* _WHAT TO PRODUCE_:
Please return every line in the entries below with the word "Some" in it.
SOURCE MATERIAL Start Marker
/// Signal report rendering.
///
/// Turns stored company summaries into a Markdown report and a CSV export,
/// one row per company, ordered by ticker. The headline composite excludes
/// leadership, whose data is the least complete.
use std::fmt::Write as _;
use std::fs;
use std::path::{Path, PathBuf};

use anyhow::{Context, Result};
use chrono::{DateTime, Utc};
use serde::Serialize;

use crate::db::models::SummaryRow;

pub const MARKDOWN_FILE: &str = "external_signals_report.md";
pub const CSV_FILE: &str = "external_signals_report.csv";

/// Placeholder for a company without a stored name.
const MISSING_NAME: &str = "—";

#[derive(Debug, Clone, PartialEq)]
pub struct ReportRow {
    pub ticker: String,
    pub company_name: String,
    pub technology_hiring: f64,
    pub innovation_activity: f64,
    pub digital_presence: f64,
    pub leadership_signals: f64,
    pub composite: f64,
    pub composite_without_leadership: f64,
    pub signal_count: usize,
    pub last_updated: DateTime<Utc>,
}

impl From<&SummaryRow> for ReportRow {
    fn from(row: &SummaryRow) -> Self {
        let summary = &row.summary;
        Self {
            ticker: summary.ticker.clone(),
            company_name: row
                .company_name
                .clone()
                .filter(|n| !n.trim().is_empty())
                .unwrap_or_else(|| MISSING_NAME.to_string()),
            technology_hiring: summary.scores.technology_hiring,
            innovation_activity: summary.scores.innovation_activity,
            digital_presence: summary.scores.digital_presence,
            leadership_signals: summary.scores.leadership_signals,
            composite: summary.composite_score(),
            composite_without_leadership: summary.composite_without_leadership(),
            signal_count: summary.signal_count,
            last_updated: summary.last_updated,
        }
    }
}

/// Report rows sorted by ticker.
pub fn build_rows(rows: &[SummaryRow]) -> Vec<ReportRow> {
    let mut out: Vec<ReportRow> = rows.iter().map(ReportRow::from).collect();
    out.sort_by(|a, b| a.ticker.cmp(&b.ticker));
    out
}

pub fn render_markdown(rows: &[ReportRow], generated: DateTime<Utc>) -> String {
    let mut md = String::new();
    md.push_str("# External Signals Report\n\n");
    let _ = writeln!(md, "Generated: {}\n", generated.format("%Y-%m-%d %H:%M UTC"));
    md.push_str(
        "The headline composite uses only **Technology Hiring**, **Innovation Activity** and \
         **Digital Presence**, re-weighted to 0.375 / 0.3125 / 0.3125. \
         The full composite adds **Leadership** at 0.20.\n\n",
    );

    md.push_str(
        "| Ticker | Company | Tech Hiring | Innovation | Digital | Leadership | Composite (excl. Leadership) | Composite | Signals | Last Updated |\n",
    );
    md.push_str(
        "|--------|---------|-------------|------------|---------|------------|------------------------------|-----------|---------|--------------|\n",
    );

    for row in rows {
        let _ = writeln!(
            md,
            "| {} | {} | {:.1} | {:.1} | {:.1} | {:.1} | {:.1} | {:.1} | {} | {} |",
            row.ticker,
            row.company_name.replace('|', "\\|"),
            row.technology_hiring,
            row.innovation_activity,
            row.digital_presence,
            row.leadership_signals,
            row.composite_without_leadership,
            row.composite,
            row.signal_count,
            row.last_updated.format("%Y-%m-%d %H:%M"),
        );
    }

    md
}

#[derive(Serialize)]
struct CsvRecord<'a> {
    ticker: &'a str,
    company_name: &'a str,
    technology_hiring_score: String,
    innovation_activity_score: String,
    digital_presence_score: String,
    composite_without_leadership: String,
    signal_count: usize,
}

pub fn render_csv(rows: &[ReportRow]) -> Result<String> {
    let mut writer = csv::Writer::from_writer(Vec::new());

    for row in rows {
        writer.serialize(CsvRecord {
            ticker: &row.ticker,
            company_name: &row.company_name,
            technology_hiring_score: format!("{:.1}", row.technology_hiring),
            innovation_activity_score: format!("{:.1}", row.innovation_activity),
            digital_presence_score: format!("{:.1}", row.digital_presence),
            composite_without_leadership: format!("{:.1}", row.composite_without_leadership),
            signal_count: row.signal_count,
        })?;
    }

    if rows.is_empty() {
        writer.write_record([
            "ticker",
            "company_name",
            "technology_hiring_score",
            "innovation_activity_score",
            "digital_presence_score",
            "composite_without_leadership",
            "signal_count",
        ])?;
    }

    let bytes = writer.into_inner().context("failed to flush CSV")?;
    String::from_utf8(bytes).context("CSV output is not UTF-8")
}

/// Write both report files into `dir`, creating it if needed.
pub fn write_reports(dir: &Path, rows: &[ReportRow]) -> Result<(PathBuf, PathBuf)> {
    fs::create_dir_all(dir).with_context(|| format!("failed to create {}", dir.display()))?;

    let md_path = dir.join(MARKDOWN_FILE);
    fs::write(&md_path, render_markdown(rows, Utc::now()))
        .with_context(|| format!("failed to write {}", md_path.display()))?;

    let csv_path = dir.join(CSV_FILE);
    fs::write(&csv_path, render_csv(rows)?)
        .with_context(|| format!("failed to write {}", csv_path.display()))?;

    tracing::info!(rows = rows.len(), dir = %dir.display(), "reports written");
    Ok((md_path, csv_path))
}

#[cfg(test)]
mod tests {
    use super::*;
    use crate::signals::{CategoryScores, CompanySignalSummary};
    use chrono::TimeZone;
    use uuid::Uuid;

    fn summary_row(ticker: &str, name: Option<&str>, hiring: f64, leadership: f64) -> SummaryRow {
        SummaryRow {
            company_name: name.map(str::to_string),
            summary: CompanySignalSummary {
                company_id: Uuid::new_v4(),
                ticker: ticker.to_string(),
                scores: CategoryScores {
                    technology_hiring: hiring,
                    innovation_activity: 30.0,
                    digital_presence: 20.0,
                    leadership_signals: leadership,
                },
                signal_count: 3,
                last_updated: Utc.with_ymd_and_hms(2026, 2, 3, 4, 5, 0).unwrap(),
            },
        }
    }

    #[test]
    fn test_rows_sorted_and_named() {
        let rows = build_rows(&[
            summary_row("WMT", Some("Walmart Inc."), 52.0, 40.0),
            summary_row("CAT", None, 10.0, 0.0),
        ]);
        assert_eq!(rows[0].ticker, "CAT");
        assert_eq!(rows[0].company_name, "—");
        assert!((rows[1].composite - 36.1).abs() < 1e-9);
        assert!((rows[1].composite_without_leadership - 35.125).abs() < 1e-9);
    }

    #[test]
    fn test_render_markdown() {
        let rows = build_rows(&[summary_row("WMT", Some("Walmart Inc."), 52.0, 40.0)]);
        let generated = Utc.with_ymd_and_hms(2026, 2, 3, 12, 0, 0).unwrap();
        let md = render_markdown(&rows, generated);

        assert!(md.starts_with("# External Signals Report\n"));
        assert!(md.contains("Generated: 2026-02-03 12:00 UTC"));
        assert!(md.contains(
            "| WMT | Walmart Inc. | 52.0 | 30.0 | 20.0 | 40.0 | 35.1 | 36.1 | 3 | 2026-02-03 04:05 |"
        ));
    }

    #[test]
    fn test_render_csv() {
        let rows = build_rows(&[
            summary_row("WMT", Some("Walmart, Inc."), 52.0, 40.0),
            summary_row("CAT", None, 10.0, 0.0),
        ]);
        let csv = render_csv(&rows).unwrap();
        let lines: Vec<&str> = csv.lines().collect();

        assert_eq!(
            lines[0],
            "ticker,company_name,technology_hiring_score,innovation_activity_score,digital_presence_score,composite_without_leadership,signal_count"
        );
        assert_eq!(lines[1], "CAT,—,10.0,30.0,20.0,19.4,3");
        assert_eq!(lines[2], "WMT,\"Walmart, Inc.\",52.0,30.0,20.0,35.1,3");
    }

    #[test]
    fn test_render_csv_empty_has_header() {
        let csv = render_csv(&[]).unwrap();
        assert!(csv.starts_with("ticker,company_name,"));
        assert_eq!(csv.lines().count(), 1);
    }

    #[test]
    fn test_write_reports() {
        let dir = tempfile::tempdir().unwrap();
        let out = dir.path().join("reports");
        let rows = build_rows(&[summary_row("GS", Some("Goldman Sachs"), 5.0, 5.0)]);

        let (md, csv) = write_reports(&out, &rows).unwrap();
        assert!(fs::read_to_string(md).unwrap().contains("| GS | Goldman Sachs |"));
        assert!(fs::read_to_string(csv).unwrap().contains("GS,Goldman Sachs,5.0,"));
    }
}
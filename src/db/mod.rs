//! Evidence database module using SQLite
use rusqlite::types::Type;
use rusqlite::{Connection, Result, Row};
use std::path::Path;
use std::str::FromStr;
use tracing::info;
use uuid::Uuid;

pub mod documents;
pub mod models;
pub mod signals;

const SCHEMA_SQL: &str = r#"
CREATE TABLE IF NOT EXISTS companies (
    id TEXT PRIMARY KEY,
    ticker TEXT NOT NULL UNIQUE,
    name TEXT NOT NULL,
    sector TEXT NOT NULL,
    created_at DATETIME DEFAULT CURRENT_TIMESTAMP
);

CREATE TABLE IF NOT EXISTS documents (
    content_hash TEXT PRIMARY KEY,
    company_id TEXT NOT NULL,
    ticker TEXT NOT NULL,
    filing_type TEXT NOT NULL,
    filing_date DATETIME NOT NULL,
    local_path TEXT NOT NULL,
    word_count INTEGER NOT NULL,
    chunk_count INTEGER,
    status TEXT NOT NULL,
    created_at DATETIME DEFAULT CURRENT_TIMESTAMP,
    processed_at DATETIME,
    FOREIGN KEY (company_id) REFERENCES companies(id) ON DELETE CASCADE
);

CREATE INDEX IF NOT EXISTS idx_documents_company ON documents(company_id);

CREATE TABLE IF NOT EXISTS document_chunks (
    id INTEGER PRIMARY KEY AUTOINCREMENT,
    document_id TEXT NOT NULL,
    chunk_index INTEGER NOT NULL,
    content TEXT NOT NULL,
    section TEXT,
    start_char INTEGER NOT NULL,
    end_char INTEGER NOT NULL,
    word_count INTEGER NOT NULL,
    created_at DATETIME DEFAULT CURRENT_TIMESTAMP,
    UNIQUE(document_id, chunk_index),
    FOREIGN KEY (document_id) REFERENCES documents(content_hash) ON DELETE CASCADE
);

CREATE TABLE IF NOT EXISTS external_signals (
    id TEXT PRIMARY KEY,
    company_id TEXT NOT NULL,
    category TEXT NOT NULL,
    source TEXT NOT NULL,
    signal_date DATETIME NOT NULL,
    raw_value TEXT NOT NULL,
    normalized_score REAL NOT NULL,
    confidence REAL NOT NULL,
    metadata TEXT NOT NULL,
    created_at DATETIME DEFAULT CURRENT_TIMESTAMP,
    FOREIGN KEY (company_id) REFERENCES companies(id) ON DELETE CASCADE
);

CREATE INDEX IF NOT EXISTS idx_signals_company ON external_signals(company_id);

CREATE TABLE IF NOT EXISTS company_signal_summaries (
    company_id TEXT PRIMARY KEY,
    ticker TEXT NOT NULL,
    technology_hiring_score REAL NOT NULL,
    innovation_activity_score REAL NOT NULL,
    digital_presence_score REAL NOT NULL,
    leadership_signals_score REAL NOT NULL,
    composite_score REAL NOT NULL,
    signal_count INTEGER NOT NULL,
    last_updated DATETIME NOT NULL,
    FOREIGN KEY (company_id) REFERENCES companies(id) ON DELETE CASCADE
);
"#;

/// A wrapper around a SQLite connection initialized with the evidence schema.
pub struct Db {
    pub(crate) conn: Connection,
}

impl Db {
    /// Open a database connection at the given path and initialize the schema.
    pub fn open<P: AsRef<Path>>(path: P) -> Result<Self> {
        let path = path.as_ref();
        info!("Initializing database: {}", path.display());

        let conn = Connection::open(path)?;
        Self::init(conn)
    }

    /// Open an in-memory database connection (useful for testing).
    pub fn open_in_memory() -> Result<Self> {
        Self::init(Connection::open_in_memory()?)
    }

    fn init(conn: Connection) -> Result<Self> {
        conn.execute_batch("PRAGMA foreign_keys = ON;")?;
        conn.execute_batch(SCHEMA_SQL)?;
        Ok(Self { conn })
    }
}

/// Read a TEXT column through `FromStr`, reporting parse failures as conversion errors.
pub(crate) fn parse_column<T>(row: &Row<'_>, idx: usize) -> Result<T>
where
    T: FromStr,
    T::Err: std::error::Error + Send + Sync + 'static,
{
    let raw: String = row.get(idx)?;
    raw.parse()
        .map_err(|e| rusqlite::Error::FromSqlConversionFailure(idx, Type::Text, Box::new(e)))
}

pub(crate) fn uuid_column(row: &Row<'_>, idx: usize) -> Result<Uuid> {
    parse_column(row, idx)
}
/// Signal scoring: one scorer per category plus the weighted composite.
///
/// Every scorer is a pure function of its observations and an `as_of`
/// timestamp. Scores are sums of independently capped sub-scores, so they
/// stay within `[0, 100]` without clamping.
pub mod composite;
pub mod digital;
pub mod hiring;
pub mod innovation;
pub mod leadership;
pub mod model;

pub use self::composite::{composite_score, composite_without_leadership};
pub use self::digital::{DigitalPresenceScorer, TechnologyDetection};
pub use self::hiring::{HiringScorer, JobPosting};
pub use self::innovation::{InnovationScorer, Patent};
pub use self::leadership::{LeadershipScorer, PageText};
pub use self::model::{
    CategoryScores, CompanySignalSummary, ExternalSignal, Metadata, SignalCategory, SignalSource,
};

/// Round to one decimal place, the precision scores are reported at.
pub(crate) fn round1(value: f64) -> f64 {
    (value * 10.0).round() / 10.0
}

pub(crate) fn round3(value: f64) -> f64 {
    (value * 1000.0).round() / 1000.0
}

/// Unwrap a `json!({...})` literal into signal metadata.
pub(crate) fn object(value: serde_json::Value) -> Metadata {
    match value {
        serde_json::Value::Object(map) => map,
        _ => Metadata::new(),
    }
}
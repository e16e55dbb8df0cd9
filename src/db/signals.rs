use super::{Db, models::*, parse_column, uuid_column};
use crate::signals::{
    CategoryScores, CompanySignalSummary, ExternalSignal, Metadata, SignalCategory,
};
use chrono::Utc;
use rusqlite::types::Type;
use rusqlite::{OptionalExtension, Result, Row, params};
use uuid::Uuid;

const SUMMARY_COLUMNS: &str = r#"
    s.company_id, s.ticker, s.technology_hiring_score, s.innovation_activity_score,
    s.digital_presence_score, s.leadership_signals_score, s.signal_count, s.last_updated
"#;

fn summary_from_row(row: &Row<'_>) -> Result<CompanySignalSummary> {
    Ok(CompanySignalSummary {
        company_id: uuid_column(row, 0)?,
        ticker: row.get(1)?,
        scores: CategoryScores {
            technology_hiring: row.get(2)?,
            innovation_activity: row.get(3)?,
            digital_presence: row.get(4)?,
            leadership_signals: row.get(5)?,
        },
        signal_count: row.get(6)?,
        last_updated: row.get(7)?,
    })
}

impl Db {
    /// Stores a signal unless one with the same id already exists.
    pub fn insert_signal(&self, signal: &ExternalSignal) -> Result<bool> {
        let metadata = serde_json::to_string(&signal.metadata)
            .map_err(|e| rusqlite::Error::ToSqlConversionFailure(Box::new(e)))?;

        let rows = self.conn.execute(
            r#"
            INSERT OR IGNORE INTO external_signals (
                id, company_id, category, source, signal_date,
                raw_value, normalized_score, confidence, metadata
            ) VALUES (?, ?, ?, ?, ?, ?, ?, ?, ?)
            "#,
            params![
                signal.id.to_string(),
                signal.company_id.to_string(),
                signal.category.as_str(),
                signal.source.as_str(),
                signal.signal_date,
                signal.raw_value,
                signal.normalized_score,
                signal.confidence,
                metadata
            ],
        )?;

        Ok(rows > 0)
    }

    /// All stored signals of a company, oldest first.
    pub fn signals_for_company(&self, company_id: Uuid) -> Result<Vec<ExternalSignal>> {
        let mut stmt = self.conn.prepare(
            r#"
            SELECT id, company_id, category, source, signal_date,
                   raw_value, normalized_score, confidence, metadata
            FROM external_signals
            WHERE company_id = ?
            ORDER BY signal_date, rowid
            "#,
        )?;

        let rows = stmt.query_map(params![company_id.to_string()], |row| {
            let metadata: String = row.get(8)?;
            let metadata: Metadata = serde_json::from_str(&metadata).map_err(|e| {
                rusqlite::Error::FromSqlConversionFailure(8, Type::Text, Box::new(e))
            })?;

            Ok(ExternalSignal {
                id: uuid_column(row, 0)?,
                company_id: uuid_column(row, 1)?,
                category: parse_column(row, 2)?,
                source: parse_column(row, 3)?,
                signal_date: row.get(4)?,
                raw_value: row.get(5)?,
                normalized_score: row.get(6)?,
                confidence: row.get(7)?,
                metadata,
            })
        })?;

        rows.collect()
    }

    /// Recomputes and replaces the company's summary from all of its stored signals.
    ///
    /// Reading the signals and writing the summary happen in one transaction,
    /// so the four category scores and the composite are never seen half-updated.
    pub fn update_signal_summary(&mut self, company_id: Uuid) -> Result<CompanySignalSummary> {
        let tx = self.conn.transaction()?;
        let id = company_id.to_string();

        let ticker: String = tx.query_row(
            "SELECT ticker FROM companies WHERE id = ?",
            params![id],
            |row| row.get(0),
        )?;

        let scored: Vec<(SignalCategory, f64)> = {
            let mut stmt = tx.prepare(
                "SELECT category, normalized_score FROM external_signals WHERE company_id = ?",
            )?;
            let rows = stmt.query_map(params![id], |row| {
                Ok((parse_column::<SignalCategory>(row, 0)?, row.get::<_, f64>(1)?))
            })?;
            rows.collect::<Result<_>>()?
        };

        let summary = CompanySignalSummary {
            company_id,
            ticker,
            scores: CategoryScores::from_signals(scored.iter().copied()),
            signal_count: scored.len(),
            last_updated: Utc::now(),
        };

        tx.execute(
            r#"
            INSERT INTO company_signal_summaries (
                company_id, ticker, technology_hiring_score, innovation_activity_score,
                digital_presence_score, leadership_signals_score, composite_score,
                signal_count, last_updated
            ) VALUES (?, ?, ?, ?, ?, ?, ?, ?, ?)
            ON CONFLICT(company_id) DO UPDATE SET
                ticker = excluded.ticker,
                technology_hiring_score = excluded.technology_hiring_score,
                innovation_activity_score = excluded.innovation_activity_score,
                digital_presence_score = excluded.digital_presence_score,
                leadership_signals_score = excluded.leadership_signals_score,
                composite_score = excluded.composite_score,
                signal_count = excluded.signal_count,
                last_updated = excluded.last_updated
            "#,
            params![
                id,
                summary.ticker,
                summary.scores.technology_hiring,
                summary.scores.innovation_activity,
                summary.scores.digital_presence,
                summary.scores.leadership_signals,
                summary.composite_score(),
                summary.signal_count,
                summary.last_updated
            ],
        )?;

        tx.commit()?;
        Ok(summary)
    }

    pub fn get_summary(&self, company_id: Uuid) -> Result<Option<CompanySignalSummary>> {
        self.conn
            .query_row(
                &format!(
                    "SELECT {SUMMARY_COLUMNS} FROM company_signal_summaries s WHERE s.company_id = ?"
                ),
                params![company_id.to_string()],
                summary_from_row,
            )
            .optional()
    }

    /// Every summary with its company name, ordered by ticker.
    pub fn list_summary_rows(&self) -> Result<Vec<SummaryRow>> {
        let mut stmt = self.conn.prepare(&format!(
            r#"
            SELECT {SUMMARY_COLUMNS}, c.name
            FROM company_signal_summaries s
            LEFT JOIN companies c ON c.id = s.company_id
            ORDER BY s.ticker
            "#
        ))?;

        let rows = stmt.query_map([], |row| {
            Ok(SummaryRow {
                summary: summary_from_row(row)?,
                company_name: row.get(8)?,
            })
        })?;

        rows.collect()
    }

    /// Totals across the whole database.
    pub fn evidence_stats(&self) -> Result<EvidenceStats> {
        let count = |sql: &str| -> Result<usize> { self.conn.query_row(sql, [], |row| row.get(0)) };

        let mut stats = EvidenceStats {
            companies: count("SELECT count(*) FROM companies")?,
            documents: count("SELECT count(*) FROM documents")?,
            chunks: count("SELECT count(*) FROM document_chunks")?,
            signals: count("SELECT count(*) FROM external_signals")?,
            ..Default::default()
        };

        let mut stmt = self
            .conn
            .prepare("SELECT filing_type, count(*) FROM documents GROUP BY filing_type")?;
        for row in stmt.query_map([], |row| Ok((row.get(0)?, row.get(1)?)))? {
            let (filing_type, n): (String, usize) = row?;
            stats.documents_by_filing_type.insert(filing_type, n);
        }

        let mut stmt = self
            .conn
            .prepare("SELECT category, count(*) FROM external_signals GROUP BY category")?;
        for row in stmt.query_map([], |row| Ok((row.get(0)?, row.get(1)?)))? {
            let (category, n): (String, usize) = row?;
            stats.signals_by_category.insert(category, n);
        }

        Ok(stats)
    }
}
SOURCE MATERIAL End Marker
* _TASK RESULT_:
            summary_row("WMT", Some("Walmart Inc."), 52.0, 40.0),
        let rows = build_rows(&[summary_row("WMT", Some("Walmart Inc."), 52.0, 40.0)]);
            summary_row("WMT", Some("Walmart, Inc."), 52.0, 40.0),
        let rows = build_rows(&[summary_row("GS", Some("Goldman Sachs"), 5.0, 5.0)]);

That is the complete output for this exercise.